AKP Widiarti tidak membantah adanya biaya dalam proses rehabilitasi.
“Asesmen memang ada biayanya. Untuk rehabilitasi, biayanya bervariasi. Kasus sebelumnya di RSUD Moh. Anwar mencapai Rp17 juta, tergantung kebutuhan klinik,” katanya.
Dugaan keterlibatan Kanitreskrim Polsek Dungkek, Aipda Joko Dwi, dan Kasatreskoba Polres Sumenep, AKP Anwar Subagyo, dalam melindungi Riyanto turut mencuat. Riyanto, yang juga dikenal sebagai pengusaha tambak udang, disebut sebagai pemain lama dalam jaringan narkoba.

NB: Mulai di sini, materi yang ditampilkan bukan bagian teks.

//! Lorem ipsum placeholder text generation library.
//!
//! This crate provides:
//! - Random word sequences drawn from a fixed lorem ipsum lexicon
//! - Sentences and paragraphs with capitalization and punctuation
//! - Paragraph blocks and shopping lists with a fixed line layout
//! - Seedable generation through any `rand::Rng`
//!
//! ```
//! use rs_lorem_core::model::generator::Generator;
//!
//! let generator = Generator::new();
//! let text = generator.paragraphs(2, true)?;
//! assert!(text.starts_with("Lorem ipsum"));
//! assert!(text.ends_with("\n \n"));
//! # Ok::<(), rs_lorem_core::error::LoremError>(())
//! ```

/// Generator, vocabularies and generation settings.
pub mod model;

/// Error type shared by all generation operations.
pub mod error;

pub use error::{LoremError, MAX_COUNT};
pub use model::generator::Generator;
pub use model::generator_config::GeneratorConfig;
use log::debug;
use rand::Rng;

use crate::error::LoremError;
use crate::model::generator_config::GeneratorConfig;
use crate::model::vocabulary::{
	LOREM_IPSUM, LOREM_WORDS, Lexicon, SHOPPING_ITEMS, SHOPPING_LIST_HEADER, capitalize,
};

/// Trailer appended to every paragraphs output: an empty line, a line
/// holding a single space, then the final newline.
pub const PARAGRAPHS_FOOTER: &str = "\n\n \n";

/// High-level placeholder text generator.
///
/// # Responsibilities
/// - Draw words uniformly (with replacement) from a static vocabulary
/// - Compose sentences and paragraphs shaped by a `GeneratorConfig`
/// - Format paragraph blocks and shopping lists with a fixed line layout
///
/// The generator holds no mutable state. Every operation comes in two
/// forms: one drawing from the thread-local RNG, and a `*_with_rng` form
/// taking any `rand::Rng`, for reproducible output from a seeded source.
#[derive(Debug, Clone, Copy)]
pub struct Generator {
	words: &'static Lexicon,
	items: &'static Lexicon,
	opening: &'static str,
	config: GeneratorConfig,
}

impl Default for Generator {
	fn default() -> Self {
		Self::new()
	}
}

impl Generator {
	/// Creates a generator over the built-in vocabularies with default shape.
	pub fn new() -> Self {
		Self::with_config(GeneratorConfig::default())
	}

	/// Creates a generator with custom sentence and paragraph ranges.
	pub fn with_config(config: GeneratorConfig) -> Self {
		Self {
			words: &LOREM_WORDS,
			items: &SHOPPING_ITEMS,
			opening: LOREM_IPSUM,
			config,
		}
	}

	/// Returns the active shape parameters.
	pub fn config(&self) -> &GeneratorConfig {
		&self.config
	}

	/// Returns the fixed opening phrase.
	pub fn opening_phrase(&self) -> &'static str {
		self.opening
	}

	/// Generates `count` space-separated words.
	///
	/// # Errors
	/// Returns [`LoremError::InvalidArgument`] if `count` is negative, and
	/// [`LoremError::CountTooLarge`] if it exceeds [`MAX_COUNT`](crate::error::MAX_COUNT).
	pub fn words(&self, count: i64) -> Result<String, LoremError> {
		self.words_with_rng(count, &mut rand::rng())
	}

	/// Same as [`Generator::words`], drawing from `rng`.
	///
	/// # Behavior
	/// - Words are drawn independently, so repeats are possible.
	/// - No capitalization, no punctuation.
	/// - `count == 0` yields an empty string.
	pub fn words_with_rng<R: Rng + ?Sized>(&self, count: i64, rng: &mut R) -> Result<String, LoremError> {
		let count = LoremError::check_count("count", count)?;
		debug!("generating {count} words");
		Ok(self.random_words(count, rng).join(" "))
	}

	/// Generates a single sentence.
	pub fn sentence(&self) -> String {
		self.sentence_with_rng(&mut rand::rng())
	}

	/// Same as [`Generator::sentence`], drawing from `rng`.
	///
	/// The word count is drawn from `config.sentence_words()`, the first
	/// word is capitalized and the sentence ends with a period.
	pub fn sentence_with_rng<R: Rng + ?Sized>(&self, rng: &mut R) -> String {
		let count = rng.random_range(self.config.sentence_words());
		let words = self.random_words(count, rng);

		let mut sentence = String::new();
		for (i, word) in words.iter().enumerate() {
			if i == 0 {
				sentence.push_str(&capitalize(word));
			} else {
				sentence.push(' ');
				sentence.push_str(word);
			}
		}
		sentence.push('.');
		sentence
	}

	/// Generates `count` paragraphs.
	///
	/// # Errors
	/// Returns [`LoremError::InvalidArgument`] if `count` is negative, and
	/// [`LoremError::CountTooLarge`] if it exceeds [`MAX_COUNT`](crate::error::MAX_COUNT).
	pub fn paragraphs(&self, count: i64, start_with_lorem_ipsum: bool) -> Result<String, LoremError> {
		self.paragraphs_with_rng(count, start_with_lorem_ipsum, &mut rand::rng())
	}

	/// Same as [`Generator::paragraphs`], drawing from `rng`.
	///
	/// # Layout
	/// - One line per paragraph, followed by [`PARAGRAPHS_FOOTER`]
	/// - Splitting on `'\n'` gives `count + 3` segments
	/// - With `count == 0` a single header line stands in for the block,
	///   so the output still has 4 segments
	///
	/// # Behavior
	/// - If `start_with_lorem_ipsum` is set, the first sentence of the first
	///   paragraph (or the header line when `count == 0`) is the opening phrase.
	/// - Otherwise the output never starts with the opening phrase.
	pub fn paragraphs_with_rng<R: Rng + ?Sized>(
		&self,
		count: i64,
		start_with_lorem_ipsum: bool,
		rng: &mut R,
	) -> Result<String, LoremError> {
		let count = LoremError::check_count("count", count)?;
		debug!("generating {count} paragraphs (start_with_lorem_ipsum: {start_with_lorem_ipsum})");

		let lines: Vec<String> = if count == 0 {
			let header = if start_with_lorem_ipsum { self.opening } else { "" };
			vec![header.to_owned()]
		} else {
			(0..count)
				.map(|i| {
					let opening = (start_with_lorem_ipsum && i == 0).then_some(self.opening);
					self.paragraph(opening, rng)
				})
				.collect()
		};

		let mut text = lines.join("\n");
		text.push_str(PARAGRAPHS_FOOTER);
		Ok(text)
	}

	/// Generates a shopping list of `items_count` items.
	///
	/// # Errors
	/// Returns [`LoremError::InvalidArgument`] if `items_count` is negative, and
	/// [`LoremError::CountTooLarge`] if it exceeds [`MAX_COUNT`](crate::error::MAX_COUNT).
	pub fn shopping_list(&self, items_count: i64) -> Result<String, LoremError> {
		self.shopping_list_with_rng(items_count, &mut rand::rng())
	}

	/// Same as [`Generator::shopping_list`], drawing from `rng`.
	///
	/// The header line is followed by one item per line. Items are drawn
	/// with replacement and there is no trailing newline, so splitting on
	/// `'\n'` gives `items_count + 1` segments.
	pub fn shopping_list_with_rng<R: Rng + ?Sized>(&self, items_count: i64, rng: &mut R) -> Result<String, LoremError> {
		let items_count = LoremError::check_count("items_count", items_count)?;
		debug!("generating shopping list of {items_count} items");

		let lines: Vec<&str> = std::iter::once(SHOPPING_LIST_HEADER)
			.chain((0..items_count).map(|_| self.items.pick(rng)))
			.collect();
		Ok(lines.join("\n"))
	}

	/// Builds one paragraph line.
	///
	/// If `opening` is given it replaces the first sentence; the total
	/// sentence count is still drawn from `config.paragraph_sentences()`.
	fn paragraph<R: Rng + ?Sized>(&self, opening: Option<&str>, rng: &mut R) -> String {
		let count = rng.random_range(self.config.paragraph_sentences());

		let mut sentences: Vec<String> = opening.map(str::to_owned).into_iter().collect();
		while sentences.len() < count {
			sentences.push(self.sentence_with_rng(rng));
		}
		sentences.join(" ")
	}

	fn random_words<R: Rng + ?Sized>(&self, count: usize, rng: &mut R) -> Vec<&'static str> {
		(0..count).map(|_| self.words.pick(rng)).collect()
	}
}

#[cfg(test)]
mod tests {
	use rand::SeedableRng;
	use rand::rngs::StdRng;
	use rstest::{fixture, rstest};

	use super::*;
	use crate::error::MAX_COUNT;

	#[fixture]
	fn generator() -> Generator {
		Generator::new()
	}

	#[fixture]
	fn rng() -> StdRng {
		StdRng::seed_from_u64(42)
	}

	/// Splits a paragraphs output into its paragraph lines (footer removed).
	fn paragraph_lines(text: &str) -> Vec<&str> {
		text.strip_suffix(PARAGRAPHS_FOOTER)
			.expect("footer present")
			.split('\n')
			.collect()
	}

	/// Counts sentences in a paragraph line built from generated sentences.
	fn sentence_count(paragraph: &str) -> usize {
		paragraph.matches('.').count()
	}

	#[test]
	fn generator_is_shareable_across_threads() {
		fn assert_send_sync<T: Send + Sync>() {}
		assert_send_sync::<Generator>();
	}

	#[rstest]
	fn words_are_drawn_from_vocabulary(generator: Generator, mut rng: StdRng) {
		let text = generator.words_with_rng(200, &mut rng).expect("valid count");
		assert!(text.split(' ').all(|w| LOREM_WORDS.contains(&w)));
	}

	#[rstest]
	fn words_are_space_separated_without_punctuation(generator: Generator, mut rng: StdRng) {
		let text = generator.words_with_rng(25, &mut rng).expect("valid count");
		assert!(!text.starts_with(' ') && !text.ends_with(' '));
		assert!(!text.contains("  "));
		assert!(text.chars().all(|c| c.is_ascii_lowercase() || c == ' '));
	}

	#[rstest]
	fn sentence_shape(generator: Generator, mut rng: StdRng) {
		for _ in 0..200 {
			let sentence = generator.sentence_with_rng(&mut rng);
			assert!(sentence.ends_with('.'));
			assert!(sentence.chars().next().is_some_and(char::is_uppercase));

			let words = sentence.split(' ').count();
			assert!(generator.config().sentence_words().contains(&words), "{words} words in {sentence:?}");
		}
	}

	#[rstest]
	fn sentence_rest_is_lowercase(generator: Generator, mut rng: StdRng) {
		let sentence = generator.sentence_with_rng(&mut rng);
		let rest: String = sentence.chars().skip(1).collect();
		assert!(rest.chars().all(|c| c.is_ascii_lowercase() || c == ' ' || c == '.'));
	}

	#[rstest]
	fn paragraph_sentence_count_is_in_range(generator: Generator, mut rng: StdRng) {
		let text = generator.paragraphs_with_rng(50, false, &mut rng).expect("valid count");
		for line in paragraph_lines(&text) {
			let count = sentence_count(line);
			assert!(generator.config().paragraph_sentences().contains(&count), "{count} sentences");
		}
	}

	#[rstest]
	fn opening_phrase_counts_as_first_sentence(generator: Generator, mut rng: StdRng) {
		for _ in 0..50 {
			let text = generator.paragraphs_with_rng(1, true, &mut rng).expect("valid count");
			let first = paragraph_lines(&text)[0];
			assert!(first.starts_with(LOREM_IPSUM));
			assert!(generator.config().paragraph_sentences().contains(&sentence_count(first)));
		}
	}

	#[rstest]
	fn opening_phrase_only_in_first_paragraph(generator: Generator, mut rng: StdRng) {
		let text = generator.paragraphs_with_rng(5, true, &mut rng).expect("valid count");
		let lines = paragraph_lines(&text);
		assert_eq!(lines.len(), 5);
		assert!(lines[1..].iter().all(|line| !line.contains(LOREM_IPSUM)));
	}

	#[rstest]
	#[case(true, "Lorem ipsum dolor sit amet, consectetur adipiscing elit.\n\n \n")]
	#[case(false, "\n\n \n")]
	fn zero_paragraphs_scaffold(generator: Generator, mut rng: StdRng, #[case] start: bool, #[case] expected: &str) {
		let text = generator.paragraphs_with_rng(0, start, &mut rng).expect("valid count");
		assert_eq!(text, expected);
	}

	#[rstest]
	fn custom_config_shapes_output(mut rng: StdRng) {
		let config = GeneratorConfig::new(2..=2, 1..=1).expect("valid ranges");
		let generator = Generator::with_config(config);

		let text = generator.paragraphs_with_rng(3, false, &mut rng).expect("valid count");
		for line in paragraph_lines(&text) {
			assert_eq!(sentence_count(line), 1);
			assert_eq!(line.split(' ').count(), 2);
		}
	}

	#[rstest]
	fn single_sentence_paragraph_is_just_the_opening(mut rng: StdRng) {
		let config = GeneratorConfig::new(4..=12, 1..=1).expect("valid ranges");
		let generator = Generator::with_config(config);

		let text = generator.paragraphs_with_rng(1, true, &mut rng).expect("valid count");
		assert_eq!(text, format!("{LOREM_IPSUM}{PARAGRAPHS_FOOTER}"));
	}

	#[rstest]
	fn shopping_list_items_come_from_items_vocabulary(generator: Generator, mut rng: StdRng) {
		let text = generator.shopping_list_with_rng(30, &mut rng).expect("valid count");
		let mut lines = text.split('\n');
		assert_eq!(lines.next(), Some(SHOPPING_LIST_HEADER));
		assert!(lines.all(|item| SHOPPING_ITEMS.contains(&item)));
	}

	#[rstest]
	fn shopping_list_has_no_trailing_newline(generator: Generator, mut rng: StdRng) {
		let text = generator.shopping_list_with_rng(3, &mut rng).expect("valid count");
		assert!(!text.ends_with('\n'));
	}

	#[rstest]
	fn empty_shopping_list_is_header_only(generator: Generator, mut rng: StdRng) {
		let text = generator.shopping_list_with_rng(0, &mut rng).expect("valid count");
		assert_eq!(text, SHOPPING_LIST_HEADER);
	}

	#[rstest]
	fn negative_count_names_the_parameter(generator: Generator) {
		assert_eq!(
			generator.shopping_list(-2),
			Err(LoremError::InvalidArgument { name: "items_count", value: -2 })
		);
		assert_eq!(generator.words(-1), Err(LoremError::InvalidArgument { name: "count", value: -1 }));
	}

	#[rstest]
	#[case(i64::MAX)]
	#[case(10_000_000_000)]
	#[case(MAX_COUNT as i64 + 1)]
	fn oversized_counts_are_rejected_without_allocating(generator: Generator, #[case] count: i64) {
		let too_large = Err(LoremError::CountTooLarge { name: "count", value: count, max: MAX_COUNT });
		assert_eq!(generator.words(count), too_large);
		assert_eq!(generator.paragraphs(count, true), too_large);
		assert_eq!(
			generator.shopping_list(count),
			Err(LoremError::CountTooLarge { name: "items_count", value: count, max: MAX_COUNT })
		);
	}

	#[rstest]
	fn largest_accepted_count_yields_every_draw(generator: Generator, mut rng: StdRng) {
		let words = generator.words_with_rng(MAX_COUNT as i64, &mut rng).expect("count at the limit");
		assert_eq!(words.split(' ').count(), MAX_COUNT);

		let list = generator.shopping_list_with_rng(MAX_COUNT as i64, &mut rng).expect("count at the limit");
		assert_eq!(list.split('\n').count(), MAX_COUNT + 1);
	}
}
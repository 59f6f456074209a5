use std::ops::RangeInclusive;

use serde::{Deserialize, Serialize};

use crate::error::{LoremError, MAX_COUNT};

/// Default number of words per sentence (inclusive bounds).
pub const DEFAULT_SENTENCE_WORDS: (usize, usize) = (4, 12);

/// Default number of sentences per paragraph (inclusive bounds).
pub const DEFAULT_PARAGRAPH_SENTENCES: (usize, usize) = (3, 7);

/// Shape parameters used by the generator.
///
/// Controls how long sentences and paragraphs are. Neither range affects
/// the line layout of the output, only the length of each line.
///
/// # Invariants
/// - Both ranges satisfy `1 <= min <= max <= MAX_COUNT`
///
/// Setters validate their input and leave the config untouched on error.
#[derive(Serialize, Deserialize, Clone, Copy, Debug, PartialEq, Eq)]
#[serde(try_from = "RawGeneratorConfig")]
pub struct GeneratorConfig {
	/// Inclusive bounds on words per sentence.
	sentence_words: (usize, usize),

	/// Inclusive bounds on sentences per paragraph.
	paragraph_sentences: (usize, usize),
}

/// Unvalidated wire form of [`GeneratorConfig`].
#[derive(Deserialize)]
struct RawGeneratorConfig {
	sentence_words: (usize, usize),
	paragraph_sentences: (usize, usize),
}

impl TryFrom<RawGeneratorConfig> for GeneratorConfig {
	type Error = LoremError;

	fn try_from(raw: RawGeneratorConfig) -> Result<Self, Self::Error> {
		let (words_min, words_max) = raw.sentence_words;
		let (sentences_min, sentences_max) = raw.paragraph_sentences;
		Self::new(words_min..=words_max, sentences_min..=sentences_max)
	}
}

impl Default for GeneratorConfig {
	fn default() -> Self {
		Self {
			sentence_words: DEFAULT_SENTENCE_WORDS,
			paragraph_sentences: DEFAULT_PARAGRAPH_SENTENCES,
		}
	}
}

impl GeneratorConfig {
	/// Creates a config from explicit ranges.
	///
	/// # Errors
	/// Returns [`LoremError::InvalidRange`] if a range is empty, starts at 0
	/// or ends above [`MAX_COUNT`].
	pub fn new(
		sentence_words: RangeInclusive<usize>,
		paragraph_sentences: RangeInclusive<usize>,
	) -> Result<Self, LoremError> {
		let mut config = Self::default();
		config.set_sentence_words(*sentence_words.start(), *sentence_words.end())?;
		config.set_paragraph_sentences(*paragraph_sentences.start(), *paragraph_sentences.end())?;
		Ok(config)
	}

	/// Returns the words-per-sentence range.
	pub fn sentence_words(&self) -> RangeInclusive<usize> {
		self.sentence_words.0..=self.sentence_words.1
	}

	/// Returns the sentences-per-paragraph range.
	pub fn paragraph_sentences(&self) -> RangeInclusive<usize> {
		self.paragraph_sentences.0..=self.paragraph_sentences.1
	}

	/// Sets the words-per-sentence bounds.
	///
	/// # Errors
	/// Returns an error if `min == 0`, `min > max` or `max > MAX_COUNT`.
	pub fn set_sentence_words(&mut self, min: usize, max: usize) -> Result<(), LoremError> {
		self.sentence_words = Self::validate("sentence_words", min, max)?;
		Ok(())
	}

	/// Sets the sentences-per-paragraph bounds.
	///
	/// # Errors
	/// Returns an error if `min == 0`, `min > max` or `max > MAX_COUNT`.
	pub fn set_paragraph_sentences(&mut self, min: usize, max: usize) -> Result<(), LoremError> {
		self.paragraph_sentences = Self::validate("paragraph_sentences", min, max)?;
		Ok(())
	}

	fn validate(name: &'static str, min: usize, max: usize) -> Result<(usize, usize), LoremError> {
		if min == 0 || min > max || max > MAX_COUNT {
			return Err(LoremError::InvalidRange { name, min, max });
		}
		Ok((min, max))
	}
}
//! Display-only viewport state and container fit.
//!
//! Nothing here ever reaches the scene graph or the export frame: zoom and
//! pan exist purely for on-screen presentation of the fixed-pixel canvas.

use serde::{Deserialize, Serialize};

use crate::dimensions;

/// Padding reserved around the fitted canvas, in container pixels.
const FIT_PADDING_PX: f32 = 40.0;

/// On-screen presentation state for the canvas.
#[derive(Debug, Clone, Copy, PartialEq, Serialize, Deserialize)]
pub struct DisplayViewport {
    /// Display zoom (1.0 = 100%).
    pub zoom: f32,
    /// Horizontal pan offset in screen pixels.
    pub pan_x: f32,
    /// Vertical pan offset in screen pixels.
    pub pan_y: f32,
}

impl Default for DisplayViewport {
    fn default() -> Self {
        Self {
            zoom: 1.0,
            pan_x: 0.0,
            pan_y: 0.0,
        }
    }
}

/// Compute the display scale that fits the canvas into a container.
///
/// `min((w - padding) / canvas_w, (h - padding) / canvas_h, 1.0)` - the
/// canvas is never upscaled past 100%. Returns `None` for degenerate
/// container sizes (zero or smaller than the padding) so callers skip the
/// update instead of propagating `NaN` or infinity.
#[must_use]
#[allow(clippy::cast_precision_loss)]
pub fn compute_fit_scale(container_width: f32, container_height: f32) -> Option<f32> {
    if container_width <= FIT_PADDING_PX || container_height <= FIT_PADDING_PX {
        return None;
    }
    let scale_x = (container_width - FIT_PADDING_PX) / dimensions::canvas_width_px() as f32;
    let scale_y = (container_height - FIT_PADDING_PX) / dimensions::canvas_height_px() as f32;
    Some(scale_x.min(scale_y).min(1.0))
}

#[cfg(test)]
mod tests {
    use super::*;

    #[test]
    fn test_large_container_caps_at_one() {
        let scale = compute_fit_scale(10_000.0, 10_000.0).expect("fit");
        assert!((scale - 1.0).abs() < f32::EPSILON);
    }

    #[test]
    fn test_small_container_scales_down() {
        // 1280x640 container: width-bound = (1280-40)/2480 = 0.5
        let scale = compute_fit_scale(1280.0, 4000.0).expect("fit");
        assert!((scale - 0.5).abs() < 1e-4);
        assert!(scale < 1.0);
    }

    #[test]
    fn test_height_bound_container() {
        // Height is the tighter constraint here.
        let scale = compute_fit_scale(10_000.0, 571.5).expect("fit");
        assert!((scale - 0.5).abs() < 1e-3);
    }

    #[test]
    fn test_degenerate_container_skips_update() {
        assert!(compute_fit_scale(0.0, 600.0).is_none());
        assert!(compute_fit_scale(800.0, 0.0).is_none());
        assert!(compute_fit_scale(40.0, 40.0).is_none());
    }

    #[test]
    fn test_result_is_finite_and_positive() {
        let scale = compute_fit_scale(41.0, 41.0).expect("fit");
        assert!(scale.is_finite());
        assert!(scale > 0.0);
    }

    #[test]
    fn test_default_viewport_is_identity() {
        let viewport = DisplayViewport::default();
        assert!((viewport.zoom - 1.0).abs() < f32::EPSILON);
        assert!(viewport.pan_x.abs() < f32::EPSILON);
        assert!(viewport.pan_y.abs() < f32::EPSILON);
    }
}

“Riyanto sangat hati-hati dalam operasinya. Kalau dia tidak dikenal, tidak mungkin ada yang mau bekerja sama dengannya,” ungkap sumber berinisial Mz.
Aipda Joko menyebut bahwa pihaknya telah melakukan penggerebekan di sejumlah lokasi, termasuk rumah Riyanto. Namun, hasilnya nihil.
“Semalam kami mendapat laporan dari warga dan langsung gerebek, tapi rumahnya sudah kosong. Sepertinya ada yang bocor,” ujarnya, Minggu (12/1/2025) kemarin.
Sementara itu, AKP Anwar Subagyo menolak memberikan keterangan lebih lanjut dengan alasan sedang mengikuti rapat daring.
“Mohon konfirmasi ke Bu Widi saja, saya masih zoom meeting,” tulisnya melalui pesan singkat, Senin (13/01/2025).
Kasus ini menjadi ujian besar bagi kepolisian Sumenep dalam membuktikan komitmennya memberantas jaringan narkoba.(Ury).